Reproduce every record exactly as written.

::::

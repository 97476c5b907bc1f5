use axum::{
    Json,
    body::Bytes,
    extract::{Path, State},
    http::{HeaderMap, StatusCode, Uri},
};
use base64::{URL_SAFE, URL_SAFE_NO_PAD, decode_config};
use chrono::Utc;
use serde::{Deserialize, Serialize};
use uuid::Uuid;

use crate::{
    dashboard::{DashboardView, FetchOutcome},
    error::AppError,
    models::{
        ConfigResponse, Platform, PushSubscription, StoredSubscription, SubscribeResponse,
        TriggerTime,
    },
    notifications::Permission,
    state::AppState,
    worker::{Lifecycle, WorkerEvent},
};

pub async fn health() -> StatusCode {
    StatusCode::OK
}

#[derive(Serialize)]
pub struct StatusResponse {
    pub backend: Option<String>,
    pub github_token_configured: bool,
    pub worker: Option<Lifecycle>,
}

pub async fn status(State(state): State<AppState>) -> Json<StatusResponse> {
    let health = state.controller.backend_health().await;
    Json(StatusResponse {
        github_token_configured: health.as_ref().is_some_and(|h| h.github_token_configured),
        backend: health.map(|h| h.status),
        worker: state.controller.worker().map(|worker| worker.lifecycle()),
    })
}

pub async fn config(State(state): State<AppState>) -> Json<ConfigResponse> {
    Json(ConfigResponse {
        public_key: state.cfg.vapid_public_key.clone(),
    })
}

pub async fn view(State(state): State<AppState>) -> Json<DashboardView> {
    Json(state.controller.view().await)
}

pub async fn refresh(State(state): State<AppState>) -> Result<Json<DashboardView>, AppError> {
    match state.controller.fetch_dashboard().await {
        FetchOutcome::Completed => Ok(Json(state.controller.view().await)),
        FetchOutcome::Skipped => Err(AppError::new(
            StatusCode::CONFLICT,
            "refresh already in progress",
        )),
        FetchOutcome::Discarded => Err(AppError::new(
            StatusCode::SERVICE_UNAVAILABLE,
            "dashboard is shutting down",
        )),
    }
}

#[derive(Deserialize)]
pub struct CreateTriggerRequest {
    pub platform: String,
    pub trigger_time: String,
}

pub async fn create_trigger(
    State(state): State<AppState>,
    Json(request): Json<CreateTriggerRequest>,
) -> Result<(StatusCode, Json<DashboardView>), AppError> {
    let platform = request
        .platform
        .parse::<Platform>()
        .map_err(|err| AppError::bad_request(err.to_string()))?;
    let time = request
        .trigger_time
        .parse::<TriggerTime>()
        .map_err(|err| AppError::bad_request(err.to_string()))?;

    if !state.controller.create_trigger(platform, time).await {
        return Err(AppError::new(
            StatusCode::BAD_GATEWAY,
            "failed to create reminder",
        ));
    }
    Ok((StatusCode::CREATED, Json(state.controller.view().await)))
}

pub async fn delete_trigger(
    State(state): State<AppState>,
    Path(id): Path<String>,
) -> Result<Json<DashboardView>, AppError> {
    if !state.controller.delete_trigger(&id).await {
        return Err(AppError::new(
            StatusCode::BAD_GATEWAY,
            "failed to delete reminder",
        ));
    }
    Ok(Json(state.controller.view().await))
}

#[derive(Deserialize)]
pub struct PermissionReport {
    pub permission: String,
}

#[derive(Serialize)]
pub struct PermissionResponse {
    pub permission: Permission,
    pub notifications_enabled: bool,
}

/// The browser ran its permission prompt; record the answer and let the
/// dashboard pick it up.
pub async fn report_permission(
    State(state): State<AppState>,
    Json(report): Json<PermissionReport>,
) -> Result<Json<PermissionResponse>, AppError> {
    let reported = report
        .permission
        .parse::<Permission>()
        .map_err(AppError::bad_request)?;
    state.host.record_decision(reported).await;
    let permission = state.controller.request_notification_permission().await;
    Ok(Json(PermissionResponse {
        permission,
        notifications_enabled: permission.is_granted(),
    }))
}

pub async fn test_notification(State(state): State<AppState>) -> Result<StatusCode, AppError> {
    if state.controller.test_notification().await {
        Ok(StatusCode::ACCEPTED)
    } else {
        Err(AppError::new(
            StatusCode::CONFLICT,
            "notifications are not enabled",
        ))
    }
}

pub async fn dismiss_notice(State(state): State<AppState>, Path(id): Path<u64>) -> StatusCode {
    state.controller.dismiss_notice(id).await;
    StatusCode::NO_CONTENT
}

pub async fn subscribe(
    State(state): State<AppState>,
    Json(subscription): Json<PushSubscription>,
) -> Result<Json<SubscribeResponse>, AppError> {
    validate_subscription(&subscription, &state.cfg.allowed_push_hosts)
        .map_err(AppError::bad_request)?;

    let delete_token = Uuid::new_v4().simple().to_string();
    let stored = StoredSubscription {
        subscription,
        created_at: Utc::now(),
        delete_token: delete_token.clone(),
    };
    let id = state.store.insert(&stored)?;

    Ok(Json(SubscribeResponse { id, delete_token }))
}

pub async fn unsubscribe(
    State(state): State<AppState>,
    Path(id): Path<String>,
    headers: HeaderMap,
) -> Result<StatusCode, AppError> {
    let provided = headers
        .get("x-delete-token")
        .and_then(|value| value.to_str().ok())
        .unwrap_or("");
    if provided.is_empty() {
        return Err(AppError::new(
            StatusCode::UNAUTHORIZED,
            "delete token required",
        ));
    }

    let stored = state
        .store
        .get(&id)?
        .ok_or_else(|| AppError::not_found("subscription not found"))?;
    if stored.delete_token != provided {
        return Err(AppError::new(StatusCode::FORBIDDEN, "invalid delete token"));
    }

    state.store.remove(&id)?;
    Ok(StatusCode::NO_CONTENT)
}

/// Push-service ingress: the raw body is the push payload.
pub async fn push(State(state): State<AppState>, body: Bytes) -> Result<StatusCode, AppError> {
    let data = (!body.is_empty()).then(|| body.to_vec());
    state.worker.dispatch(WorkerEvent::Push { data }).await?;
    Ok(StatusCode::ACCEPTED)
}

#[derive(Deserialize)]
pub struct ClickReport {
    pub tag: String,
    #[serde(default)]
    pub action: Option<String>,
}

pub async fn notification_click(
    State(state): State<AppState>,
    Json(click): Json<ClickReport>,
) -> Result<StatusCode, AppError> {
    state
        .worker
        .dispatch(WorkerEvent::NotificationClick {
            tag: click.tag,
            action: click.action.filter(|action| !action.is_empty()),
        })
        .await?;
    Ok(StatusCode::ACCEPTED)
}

::::

_Completed task_.
repository 97476c5b907bc1f5
use axum::{
    Json,
    body::Bytes,
    extract::{Path, State},
    http::{HeaderMap, StatusCode, Uri},
};
use base64::{URL_SAFE, URL_SAFE_NO_PAD, decode_config};
use chrono::Utc;
use serde::{Deserialize, Serialize};
use uuid::Uuid;

use crate::{
    dashboard::{DashboardView, FetchOutcome},
    error::AppError,
    models::{
        ConfigResponse, Platform, PushSubscription, StoredSubscription, SubscribeResponse,
        TriggerTime,
    },
    notifications::Permission,
    state::AppState,
    worker::{Lifecycle, WorkerEvent},
};

pub async fn health() -> StatusCode {
    StatusCode::OK
}

#[derive(Serialize)]
pub struct StatusResponse {
    pub backend: Option<String>,
    pub github_token_configured: bool,
    pub worker: Option<Lifecycle>,
}

pub async fn status(State(state): State<AppState>) -> Json<StatusResponse> {
    let health = state.controller.backend_health().await;
    Json(StatusResponse {
        github_token_configured: health.as_ref().is_some_and(|h| h.github_token_configured),
        backend: health.map(|h| h.status),
        worker: state.controller.worker().map(|worker| worker.lifecycle()),
    })
}

pub async fn config(State(state): State<AppState>) -> Json<ConfigResponse> {
    Json(ConfigResponse {
        public_key: state.cfg.vapid_public_key.clone(),
    })
}

pub async fn view(State(state): State<AppState>) -> Json<DashboardView> {
    Json(state.controller.view().await)
}

pub async fn refresh(State(state): State<AppState>) -> Result<Json<DashboardView>, AppError> {
    match state.controller.fetch_dashboard().await {
        FetchOutcome::Completed => Ok(Json(state.controller.view().await)),
        FetchOutcome::Skipped => Err(AppError::new(
            StatusCode::CONFLICT,
            "refresh already in progress",
        )),
        FetchOutcome::Discarded => Err(AppError::new(
            StatusCode::SERVICE_UNAVAILABLE,
            "dashboard is shutting down",
        )),
    }
}

#[derive(Deserialize)]
pub struct CreateTriggerRequest {
    pub platform: String,
    pub trigger_time: String,
}

pub async fn create_trigger(
    State(state): State<AppState>,
    Json(request): Json<CreateTriggerRequest>,
) -> Result<(StatusCode, Json<DashboardView>), AppError> {
    let platform = request
        .platform
        .parse::<Platform>()
        .map_err(|err| AppError::bad_request(err.to_string()))?;
    let time = request
        .trigger_time
        .parse::<TriggerTime>()
        .map_err(|err| AppError::bad_request(err.to_string()))?;

    if !state.controller.create_trigger(platform, time).await {
        return Err(AppError::new(
            StatusCode::BAD_GATEWAY,
            "failed to create reminder",
        ));
    }
    Ok((StatusCode::CREATED, Json(state.controller.view().await)))
}

pub async fn delete_trigger(
    State(state): State<AppState>,
    Path(id): Path<String>,
) -> Result<Json<DashboardView>, AppError> {
    if !state.controller.delete_trigger(&id).await {
        return Err(AppError::new(
            StatusCode::BAD_GATEWAY,
            "failed to delete reminder",
        ));
    }
    Ok(Json(state.controller.view().await))
}

#[derive(Deserialize)]
pub struct PermissionReport {
    pub permission: String,
}

#[derive(Serialize)]
pub struct PermissionResponse {
    pub permission: Permission,
    pub notifications_enabled: bool,
}

/// The browser ran its permission prompt; record the answer and let the
/// dashboard pick it up.
pub async fn report_permission(
    State(state): State<AppState>,
    Json(report): Json<PermissionReport>,
) -> Result<Json<PermissionResponse>, AppError> {
    let reported = report
        .permission
        .parse::<Permission>()
        .map_err(AppError::bad_request)?;
    state.host.record_decision(reported).await;
    let permission = state.controller.request_notification_permission().await;
    Ok(Json(PermissionResponse {
        permission,
        notifications_enabled: permission.is_granted(),
    }))
}

pub async fn test_notification(State(state): State<AppState>) -> Result<StatusCode, AppError> {
    if state.controller.test_notification().await {
        Ok(StatusCode::ACCEPTED)
    } else {
        Err(AppError::new(
            StatusCode::CONFLICT,
            "notifications are not enabled",
        ))
    }
}

pub async fn dismiss_notice(State(state): State<AppState>, Path(id): Path<u64>) -> StatusCode {
    state.controller.dismiss_notice(id).await;
    StatusCode::NO_CONTENT
}

pub async fn subscribe(
    State(state): State<AppState>,
    Json(subscription): Json<PushSubscription>,
) -> Result<Json<SubscribeResponse>, AppError> {
    validate_subscription(&subscription, &state.cfg.allowed_push_hosts)
        .map_err(AppError::bad_request)?;

    let delete_token = Uuid::new_v4().simple().to_string();
    let stored = StoredSubscription {
        subscription,
        created_at: Utc::now(),
        delete_token: delete_token.clone(),
    };
    let id = state.store.insert(&stored)?;

    Ok(Json(SubscribeResponse { id, delete_token }))
}

pub async fn unsubscribe(
    State(state): State<AppState>,
    Path(id): Path<String>,
    headers: HeaderMap,
) -> Result<StatusCode, AppError> {
    let provided = headers
        .get("x-delete-token")
        .and_then(|value| value.to_str().ok())
        .unwrap_or("");
    if provided.is_empty() {
        return Err(AppError::new(
            StatusCode::UNAUTHORIZED,
            "delete token required",
        ));
    }

    let stored = state
        .store
        .get(&id)?
        .ok_or_else(|| AppError::not_found("subscription not found"))?;
    if stored.delete_token != provided {
        return Err(AppError::new(StatusCode::FORBIDDEN, "invalid delete token"));
    }

    state.store.remove(&id)?;
    Ok(StatusCode::NO_CONTENT)
}

/// Push-service ingress: the raw body is the push payload.
pub async fn push(State(state): State<AppState>, body: Bytes) -> Result<StatusCode, AppError> {
    let data = (!body.is_empty()).then(|| body.to_vec());
    state.worker.dispatch(WorkerEvent::Push { data }).await?;
    Ok(StatusCode::ACCEPTED)
}

#[derive(Deserialize)]
pub struct ClickReport {
    pub tag: String,
    #[serde(default)]
    pub action: Option<String>,
}

pub async fn notification_click(
    State(state): State<AppState>,
    Json(click): Json<ClickReport>,
) -> Result<StatusCode, AppError> {
    state
        .worker
        .dispatch(WorkerEvent::NotificationClick {
            tag: click.tag,
            action: click.action.filter(|action| !action.is_empty()),
        })
        .await?;
    Ok(StatusCode::ACCEPTED)
}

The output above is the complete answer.